Exercise aim:
Find and copy each line in the material below where the string "match" occurs.

Provided material:
//! Error types for form fields and their configuration

use std::path::PathBuf;
use structform_schema::SchemaError;
use thiserror::Error;

/// Result type for field operations
pub type Result<T> = std::result::Result<T, FieldError>;

/// Errors that can occur in field operations
#[derive(Debug, Error)]
pub enum FieldError {
    /// Schema resolution or query failure
    #[error(transparent)]
    Schema(#[from] SchemaError),

    /// Configuration could not be loaded
    #[error(transparent)]
    Config(#[from] ConfigError),
}

/// Configuration-related errors
#[derive(Debug, Error)]
pub enum ConfigError {
    /// Configuration file not found
    #[error("Configuration file not found: {path}")]
    FileNotFound { path: PathBuf },

    /// Configuration file format not supported
    #[error("Unsupported configuration file format: {format}")]
    UnsupportedFormat { format: String },

    /// Configuration parsing failed
    #[error("Failed to parse configuration: {source}")]
    ParseError {
        #[source]
        source: Box<figment::Error>,
    },
}

impl From<figment::Error> for ConfigError {
    fn from(error: figment::Error) -> Self {
        ConfigError::ParseError {
            source: Box::new(error),
        }
    }
}

#[cfg(test)]
mod tests {
    use super::*;

    #[test]
    fn test_schema_error_is_transparent() {
        let err = FieldError::from(SchemaError::UnknownTable {
            table: "orders".into(),
        });
        assert_eq!(err.to_string(), "schema not found: orders");
    }

    #[test]
    fn test_config_error_display() {
        let err = ConfigError::UnsupportedFormat {
            format: "ini".into(),
        };
        assert!(err.to_string().contains("ini"));
    }
}
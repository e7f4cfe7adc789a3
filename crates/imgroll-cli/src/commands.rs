use anyhow::Context;
use colored::Colorize;
use imgroll_catalog::{CancelToken, FsScanner, Scanner};
use imgroll_server::{ImageList, ImageServer, ServerConfig};

use crate::cli::*;

pub fn run_command(cli: Cli) -> anyhow::Result<()> {
    match cli.command {
        Command::Serve(args) => cmd_serve(args),
        Command::List(args) => cmd_list(args),
    }
}

fn cmd_serve(args: ServeArgs) -> anyhow::Result<()> {
    let config = server_config(&args, process_env)?;
    config
        .validate()
        .with_context(|| format!("cannot serve {}", config.image_dir.display()))?;

    let runtime = tokio::runtime::Runtime::new().context("failed to start async runtime")?;
    runtime.block_on(ImageServer::new(config).serve(shutdown_signal()))?;
    Ok(())
}

/// Flags and non-empty env vars win over the config file, which wins over
/// defaults.
fn server_config(
    args: &ServeArgs,
    env: impl Fn(&str) -> Option<String>,
) -> anyhow::Result<ServerConfig> {
    let mut config = match &args.config {
        Some(path) => ServerConfig::from_toml_file(path)
            .with_context(|| format!("failed to load config {}", path.display()))?,
        None => ServerConfig::default(),
    };
    if let Some(dir) = args.image_dir_or_env(&env) {
        config.image_dir = dir;
    }
    if let Some(port) = args.port_or_env(&env)? {
        config.bind_addr.set_port(port);
    }
    if let Some(host) = args.host {
        config.bind_addr.set_ip(host);
    }
    Ok(config)
}

/// Resolves on Ctrl-C, or SIGTERM on unix.
async fn shutdown_signal() {
    let ctrl_c = async {
        if let Err(e) = tokio::signal::ctrl_c().await {
            tracing::error!(error = %e, "failed to listen for Ctrl-C");
            std::future::pending::<()>().await;
        }
    };

    #[cfg(unix)]
    let terminate = async {
        use tokio::signal::unix::{signal, SignalKind};
        match signal(SignalKind::terminate()) {
            Ok(mut sigterm) => {
                sigterm.recv().await;
            }
            Err(e) => {
                tracing::error!(error = %e, "failed to listen for SIGTERM");
                std::future::pending::<()>().await;
            }
        }
    };
    #[cfg(not(unix))]
    let terminate = std::future::pending::<()>();

    tokio::select! {
        _ = ctrl_c => {},
        _ = terminate => {},
    }
}

fn cmd_list(args: ListArgs) -> anyhow::Result<()> {
    let dir = args.dir_or_env(process_env);
    let images = FsScanner
        .scan(&dir, &CancelToken::new())
        .with_context(|| format!("failed to scan {}", dir.display()))?;

    match args.format {
        OutputFormat::Json => {
            println!("{}", serde_json::to_string_pretty(&ImageList::from(images))?);
        }
        OutputFormat::Text => {
            for image in &images {
                println!("  {}", image.as_str().cyan());
            }
            println!(
                "{} {} images in {}",
                "✓".green().bold(),
                images.len().to_string().bold(),
                dir.display()
            );
        }
    }
    Ok(())
}

#[cfg(test)]
mod tests {
    use super::*;
    use std::net::SocketAddr;
    use std::path::PathBuf;
    use std::time::Duration;

    fn serve_args() -> ServeArgs {
        ServeArgs {
            image_dir: None,
            port: None,
            host: None,
            config: None,
        }
    }

    fn no_env(_: &str) -> Option<String> {
        None
    }

    #[test]
    fn defaults_without_flags() {
        let config = server_config(&serve_args(), no_env).unwrap();
        assert_eq!(config, ServerConfig::default());
    }

    #[test]
    fn flags_override_defaults() {
        let args = ServeArgs {
            image_dir: Some("/srv/pics".into()),
            port: Some(9090),
            host: Some("127.0.0.1".parse().unwrap()),
            ..serve_args()
        };
        let config = server_config(&args, no_env).unwrap();
        assert_eq!(config.image_dir, PathBuf::from("/srv/pics"));
        assert_eq!(
            config.bind_addr,
            "127.0.0.1:9090".parse::<SocketAddr>().unwrap()
        );
    }

    #[test]
    fn flags_override_config_file() {
        let dir = tempfile::tempdir().unwrap();
        let path = dir.path().join("imgroll.toml");
        std::fs::write(
            &path,
            "bind_addr = \"127.0.0.1:7000\"\nimage_dir = \"/from/file\"\nrescan_interval = 60\n",
        )
        .unwrap();

        let args = ServeArgs {
            port: Some(7001),
            config: Some(path),
            ..serve_args()
        };
        let config = server_config(&args, no_env).unwrap();

        assert_eq!(
            config.bind_addr,
            "127.0.0.1:7001".parse::<SocketAddr>().unwrap()
        );
        assert_eq!(config.image_dir, PathBuf::from("/from/file"));
        assert_eq!(config.rescan_interval, Duration::from_secs(60));
    }

    #[test]
    fn empty_env_falls_back_to_defaults() {
        let env = |key: &str| match key {
            "IMAGE_DIR" | "PORT" => Some(String::new()),
            _ => None,
        };
        let config = server_config(&serve_args(), env).unwrap();
        assert_eq!(config, ServerConfig::default());
    }

    #[test]
    fn env_overrides_config_file() {
        let dir = tempfile::tempdir().unwrap();
        let path = dir.path().join("imgroll.toml");
        std::fs::write(&path, "bind_addr = \"127.0.0.1:7000\"\n").unwrap();

        let env = |key: &str| match key {
            "IMAGE_DIR" => Some("/from/env".to_string()),
            "PORT" => Some("7002".to_string()),
            _ => None,
        };
        let args = ServeArgs {
            config: Some(path),
            ..serve_args()
        };
        let config = server_config(&args, env).unwrap();
        assert_eq!(
            config.bind_addr,
            "127.0.0.1:7002".parse::<SocketAddr>().unwrap()
        );
        assert_eq!(config.image_dir, PathBuf::from("/from/env"));
    }

    #[test]
    fn missing_config_file_is_error() {
        let args = ServeArgs {
            config: Some("/definitely/not/here.toml".into()),
            ..serve_args()
        };
        assert!(server_config(&args, no_env).is_err());
    }
}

Exercise answer:
    match cli.command {
    let mut config = match &args.config {
        match signal(SignalKind::terminate()) {
    match args.format {
        let env = |key: &str| match key {
        let env = |key: &str| match key {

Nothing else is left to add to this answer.